◆ **WHAT IS BEING ASKED**
Wherever a line in the records contains the word "GenreCache", return that line.

◆ **DATA RECORDS**
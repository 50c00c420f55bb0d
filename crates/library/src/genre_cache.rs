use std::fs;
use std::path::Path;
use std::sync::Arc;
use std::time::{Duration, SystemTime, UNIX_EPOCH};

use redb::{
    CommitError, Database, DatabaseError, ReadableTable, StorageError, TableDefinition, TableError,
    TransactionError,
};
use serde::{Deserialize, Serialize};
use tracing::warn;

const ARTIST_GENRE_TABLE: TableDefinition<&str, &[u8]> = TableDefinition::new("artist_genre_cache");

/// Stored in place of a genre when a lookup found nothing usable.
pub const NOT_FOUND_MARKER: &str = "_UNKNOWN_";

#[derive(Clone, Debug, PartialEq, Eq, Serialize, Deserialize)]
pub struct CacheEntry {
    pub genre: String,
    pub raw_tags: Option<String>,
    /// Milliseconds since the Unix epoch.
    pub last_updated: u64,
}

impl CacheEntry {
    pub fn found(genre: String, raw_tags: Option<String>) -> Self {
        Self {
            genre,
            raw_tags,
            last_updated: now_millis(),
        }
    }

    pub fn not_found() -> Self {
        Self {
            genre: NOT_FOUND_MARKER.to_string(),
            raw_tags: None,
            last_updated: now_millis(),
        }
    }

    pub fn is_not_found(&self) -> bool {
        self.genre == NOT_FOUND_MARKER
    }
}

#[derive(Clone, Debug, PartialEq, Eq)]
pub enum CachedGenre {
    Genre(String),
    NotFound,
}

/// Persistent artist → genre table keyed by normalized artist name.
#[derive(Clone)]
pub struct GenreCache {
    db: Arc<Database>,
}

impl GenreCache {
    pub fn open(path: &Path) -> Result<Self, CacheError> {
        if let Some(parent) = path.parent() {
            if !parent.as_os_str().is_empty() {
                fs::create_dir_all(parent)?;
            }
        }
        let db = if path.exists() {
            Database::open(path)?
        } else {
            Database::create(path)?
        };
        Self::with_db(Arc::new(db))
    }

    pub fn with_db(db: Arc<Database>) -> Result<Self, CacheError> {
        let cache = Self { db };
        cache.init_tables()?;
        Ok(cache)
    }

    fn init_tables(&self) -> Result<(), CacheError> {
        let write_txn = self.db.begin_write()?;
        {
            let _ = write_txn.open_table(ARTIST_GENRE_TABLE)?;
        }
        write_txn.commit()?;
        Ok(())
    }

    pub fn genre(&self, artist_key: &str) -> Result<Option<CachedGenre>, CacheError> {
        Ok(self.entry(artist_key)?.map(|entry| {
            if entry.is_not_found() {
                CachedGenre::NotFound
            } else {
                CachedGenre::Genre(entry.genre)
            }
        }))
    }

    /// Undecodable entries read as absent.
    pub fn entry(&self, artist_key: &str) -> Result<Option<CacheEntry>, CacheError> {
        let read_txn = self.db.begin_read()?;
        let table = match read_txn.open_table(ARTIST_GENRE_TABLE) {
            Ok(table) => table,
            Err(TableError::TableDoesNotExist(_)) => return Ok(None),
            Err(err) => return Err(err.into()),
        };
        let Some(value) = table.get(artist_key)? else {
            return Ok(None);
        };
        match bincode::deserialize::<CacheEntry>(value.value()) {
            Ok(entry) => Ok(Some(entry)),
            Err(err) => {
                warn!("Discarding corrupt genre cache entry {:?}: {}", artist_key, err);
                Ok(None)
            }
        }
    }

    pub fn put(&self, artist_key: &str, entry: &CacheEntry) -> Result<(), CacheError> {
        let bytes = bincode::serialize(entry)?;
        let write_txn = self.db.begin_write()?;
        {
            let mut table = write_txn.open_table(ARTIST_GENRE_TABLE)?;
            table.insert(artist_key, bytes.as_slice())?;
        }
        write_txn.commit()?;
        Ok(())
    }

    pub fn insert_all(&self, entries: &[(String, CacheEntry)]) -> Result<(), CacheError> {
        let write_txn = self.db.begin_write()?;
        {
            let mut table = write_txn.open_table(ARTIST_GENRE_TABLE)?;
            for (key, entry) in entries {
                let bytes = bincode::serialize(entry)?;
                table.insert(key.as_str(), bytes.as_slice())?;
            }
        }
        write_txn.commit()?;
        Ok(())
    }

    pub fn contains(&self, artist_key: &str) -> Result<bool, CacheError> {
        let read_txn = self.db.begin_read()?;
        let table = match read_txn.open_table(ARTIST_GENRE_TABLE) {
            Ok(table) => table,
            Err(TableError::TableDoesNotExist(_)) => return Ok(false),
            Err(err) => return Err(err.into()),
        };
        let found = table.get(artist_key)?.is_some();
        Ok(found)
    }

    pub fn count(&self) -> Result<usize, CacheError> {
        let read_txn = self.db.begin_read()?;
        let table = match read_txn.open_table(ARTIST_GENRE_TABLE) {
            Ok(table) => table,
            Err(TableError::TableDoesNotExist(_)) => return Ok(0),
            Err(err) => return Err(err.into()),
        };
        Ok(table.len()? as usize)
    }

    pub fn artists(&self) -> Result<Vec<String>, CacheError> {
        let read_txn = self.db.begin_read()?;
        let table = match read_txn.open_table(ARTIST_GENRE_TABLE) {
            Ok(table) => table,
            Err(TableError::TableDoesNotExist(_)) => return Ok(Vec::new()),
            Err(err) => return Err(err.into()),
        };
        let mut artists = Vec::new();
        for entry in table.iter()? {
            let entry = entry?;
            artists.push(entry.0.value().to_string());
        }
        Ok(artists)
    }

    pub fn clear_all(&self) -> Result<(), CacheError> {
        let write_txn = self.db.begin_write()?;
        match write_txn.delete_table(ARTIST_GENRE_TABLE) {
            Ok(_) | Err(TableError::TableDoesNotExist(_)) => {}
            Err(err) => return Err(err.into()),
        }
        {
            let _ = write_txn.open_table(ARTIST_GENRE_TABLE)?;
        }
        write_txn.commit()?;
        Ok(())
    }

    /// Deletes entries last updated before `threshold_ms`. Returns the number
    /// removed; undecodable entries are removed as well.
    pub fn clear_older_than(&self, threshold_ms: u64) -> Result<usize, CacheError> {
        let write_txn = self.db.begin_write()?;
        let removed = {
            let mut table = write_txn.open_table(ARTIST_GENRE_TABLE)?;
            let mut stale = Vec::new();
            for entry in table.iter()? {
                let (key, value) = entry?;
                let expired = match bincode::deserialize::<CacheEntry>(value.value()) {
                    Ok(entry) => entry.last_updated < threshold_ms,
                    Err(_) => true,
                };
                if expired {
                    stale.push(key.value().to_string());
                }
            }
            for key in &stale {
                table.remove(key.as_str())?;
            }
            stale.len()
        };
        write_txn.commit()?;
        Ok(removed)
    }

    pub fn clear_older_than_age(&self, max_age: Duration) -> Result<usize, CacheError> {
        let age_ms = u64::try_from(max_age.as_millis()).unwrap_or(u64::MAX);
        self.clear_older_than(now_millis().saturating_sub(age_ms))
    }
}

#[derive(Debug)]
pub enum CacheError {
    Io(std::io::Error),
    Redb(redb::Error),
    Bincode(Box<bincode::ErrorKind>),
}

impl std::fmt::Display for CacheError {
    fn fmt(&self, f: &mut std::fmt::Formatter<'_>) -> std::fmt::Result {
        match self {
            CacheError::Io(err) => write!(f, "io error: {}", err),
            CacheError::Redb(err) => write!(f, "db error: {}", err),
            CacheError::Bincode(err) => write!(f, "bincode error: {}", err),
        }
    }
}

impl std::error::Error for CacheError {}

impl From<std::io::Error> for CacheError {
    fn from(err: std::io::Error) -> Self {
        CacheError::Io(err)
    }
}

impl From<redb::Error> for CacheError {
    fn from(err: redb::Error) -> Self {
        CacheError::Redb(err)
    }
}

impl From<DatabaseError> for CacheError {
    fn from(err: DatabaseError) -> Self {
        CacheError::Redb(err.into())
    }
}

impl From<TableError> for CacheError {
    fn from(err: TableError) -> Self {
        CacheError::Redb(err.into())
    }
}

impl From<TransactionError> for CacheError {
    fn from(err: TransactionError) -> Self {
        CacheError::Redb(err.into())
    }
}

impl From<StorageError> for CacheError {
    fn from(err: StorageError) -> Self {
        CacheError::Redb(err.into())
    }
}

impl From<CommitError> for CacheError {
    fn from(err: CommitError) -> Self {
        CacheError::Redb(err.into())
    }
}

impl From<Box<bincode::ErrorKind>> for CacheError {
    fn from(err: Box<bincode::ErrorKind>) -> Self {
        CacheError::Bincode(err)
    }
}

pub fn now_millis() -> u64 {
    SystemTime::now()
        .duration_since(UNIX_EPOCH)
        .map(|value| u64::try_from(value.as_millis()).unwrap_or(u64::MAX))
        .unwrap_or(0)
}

◆ **OUTPUT**
pub struct GenreCache {
impl GenreCache {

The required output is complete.